▸ Required action
Pick every line out of the entries below that has the string "impl", and copy it.

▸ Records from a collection
>>>>>
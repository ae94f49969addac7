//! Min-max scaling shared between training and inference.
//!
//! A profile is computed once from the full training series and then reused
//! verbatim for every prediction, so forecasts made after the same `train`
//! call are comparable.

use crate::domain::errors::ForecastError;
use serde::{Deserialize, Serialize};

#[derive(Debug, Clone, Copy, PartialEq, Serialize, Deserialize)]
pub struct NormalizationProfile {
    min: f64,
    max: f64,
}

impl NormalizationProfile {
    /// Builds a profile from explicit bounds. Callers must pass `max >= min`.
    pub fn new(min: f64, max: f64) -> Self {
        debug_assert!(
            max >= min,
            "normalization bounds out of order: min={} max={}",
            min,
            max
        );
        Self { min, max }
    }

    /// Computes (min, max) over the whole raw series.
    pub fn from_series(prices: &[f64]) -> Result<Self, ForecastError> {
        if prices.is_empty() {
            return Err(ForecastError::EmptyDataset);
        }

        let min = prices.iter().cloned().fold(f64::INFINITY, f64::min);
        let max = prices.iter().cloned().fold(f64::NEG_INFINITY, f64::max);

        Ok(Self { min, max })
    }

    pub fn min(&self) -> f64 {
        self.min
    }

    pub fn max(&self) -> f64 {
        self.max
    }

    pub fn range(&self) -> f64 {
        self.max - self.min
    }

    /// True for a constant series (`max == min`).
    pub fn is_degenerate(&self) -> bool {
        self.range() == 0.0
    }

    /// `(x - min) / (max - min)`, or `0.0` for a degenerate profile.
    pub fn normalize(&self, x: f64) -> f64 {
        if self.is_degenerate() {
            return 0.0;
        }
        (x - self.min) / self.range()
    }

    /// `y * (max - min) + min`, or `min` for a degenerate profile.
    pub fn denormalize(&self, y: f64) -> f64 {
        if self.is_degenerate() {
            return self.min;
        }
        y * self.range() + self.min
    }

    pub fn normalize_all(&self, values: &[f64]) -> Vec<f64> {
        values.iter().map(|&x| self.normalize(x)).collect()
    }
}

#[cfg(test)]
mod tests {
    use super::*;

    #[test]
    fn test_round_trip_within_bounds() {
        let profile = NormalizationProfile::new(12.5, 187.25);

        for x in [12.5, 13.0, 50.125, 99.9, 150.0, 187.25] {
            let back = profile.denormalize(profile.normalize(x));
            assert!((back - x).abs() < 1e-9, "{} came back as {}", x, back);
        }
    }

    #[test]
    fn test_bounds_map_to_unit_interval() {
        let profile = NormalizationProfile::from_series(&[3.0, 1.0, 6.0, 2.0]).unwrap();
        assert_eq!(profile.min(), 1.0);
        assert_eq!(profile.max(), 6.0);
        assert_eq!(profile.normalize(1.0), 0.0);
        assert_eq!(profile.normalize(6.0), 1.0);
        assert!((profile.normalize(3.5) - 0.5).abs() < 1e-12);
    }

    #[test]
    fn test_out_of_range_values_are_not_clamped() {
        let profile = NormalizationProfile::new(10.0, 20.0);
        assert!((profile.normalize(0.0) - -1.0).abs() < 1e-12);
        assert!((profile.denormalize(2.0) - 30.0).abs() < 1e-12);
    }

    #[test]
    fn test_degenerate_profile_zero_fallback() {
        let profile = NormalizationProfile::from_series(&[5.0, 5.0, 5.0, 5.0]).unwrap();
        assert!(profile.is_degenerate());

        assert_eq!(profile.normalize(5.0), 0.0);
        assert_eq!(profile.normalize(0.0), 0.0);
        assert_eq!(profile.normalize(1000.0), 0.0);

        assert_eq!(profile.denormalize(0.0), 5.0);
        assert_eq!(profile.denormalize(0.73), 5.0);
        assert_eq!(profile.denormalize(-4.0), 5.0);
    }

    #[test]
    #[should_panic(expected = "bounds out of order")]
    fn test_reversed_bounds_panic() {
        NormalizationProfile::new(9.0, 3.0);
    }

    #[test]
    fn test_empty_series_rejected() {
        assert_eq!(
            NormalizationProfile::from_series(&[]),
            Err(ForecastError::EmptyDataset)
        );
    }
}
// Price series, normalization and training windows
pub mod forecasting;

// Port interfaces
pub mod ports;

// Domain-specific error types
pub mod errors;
<<<<<
>>>>>
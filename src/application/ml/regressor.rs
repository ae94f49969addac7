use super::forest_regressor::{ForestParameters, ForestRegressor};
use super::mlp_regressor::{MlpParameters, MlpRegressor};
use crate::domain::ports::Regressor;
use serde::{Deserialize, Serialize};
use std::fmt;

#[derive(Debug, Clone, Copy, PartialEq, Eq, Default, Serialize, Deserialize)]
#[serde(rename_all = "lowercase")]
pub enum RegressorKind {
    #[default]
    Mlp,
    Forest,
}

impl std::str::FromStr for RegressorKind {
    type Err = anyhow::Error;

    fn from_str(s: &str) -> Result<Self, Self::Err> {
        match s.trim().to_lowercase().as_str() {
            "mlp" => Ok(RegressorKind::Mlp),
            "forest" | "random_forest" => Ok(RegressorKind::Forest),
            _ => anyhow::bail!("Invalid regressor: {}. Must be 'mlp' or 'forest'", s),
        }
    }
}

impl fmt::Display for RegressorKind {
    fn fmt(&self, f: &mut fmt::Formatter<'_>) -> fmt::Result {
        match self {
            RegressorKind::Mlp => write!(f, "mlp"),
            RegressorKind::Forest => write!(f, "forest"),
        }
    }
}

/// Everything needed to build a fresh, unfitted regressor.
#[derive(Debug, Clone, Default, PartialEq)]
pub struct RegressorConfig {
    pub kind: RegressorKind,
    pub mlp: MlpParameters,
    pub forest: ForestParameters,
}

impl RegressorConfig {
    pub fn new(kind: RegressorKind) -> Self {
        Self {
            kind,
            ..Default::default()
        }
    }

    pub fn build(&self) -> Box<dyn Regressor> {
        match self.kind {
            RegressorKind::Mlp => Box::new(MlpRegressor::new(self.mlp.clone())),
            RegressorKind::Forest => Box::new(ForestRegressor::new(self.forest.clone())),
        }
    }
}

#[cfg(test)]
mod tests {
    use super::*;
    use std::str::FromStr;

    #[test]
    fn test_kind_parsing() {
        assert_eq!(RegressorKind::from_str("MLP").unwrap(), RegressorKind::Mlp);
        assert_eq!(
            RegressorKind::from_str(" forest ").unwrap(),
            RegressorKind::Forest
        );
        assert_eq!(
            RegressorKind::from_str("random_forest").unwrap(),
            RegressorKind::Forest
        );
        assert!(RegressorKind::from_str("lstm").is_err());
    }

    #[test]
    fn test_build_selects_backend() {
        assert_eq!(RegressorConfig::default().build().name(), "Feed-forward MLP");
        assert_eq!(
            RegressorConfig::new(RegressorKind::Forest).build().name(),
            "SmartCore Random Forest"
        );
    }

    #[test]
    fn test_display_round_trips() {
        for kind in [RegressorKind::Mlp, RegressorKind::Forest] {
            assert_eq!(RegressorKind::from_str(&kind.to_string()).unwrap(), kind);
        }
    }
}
<<<<<
▸ Written response
impl NormalizationProfile {
impl std::str::FromStr for RegressorKind {
impl fmt::Display for RegressorKind {
impl RegressorConfig {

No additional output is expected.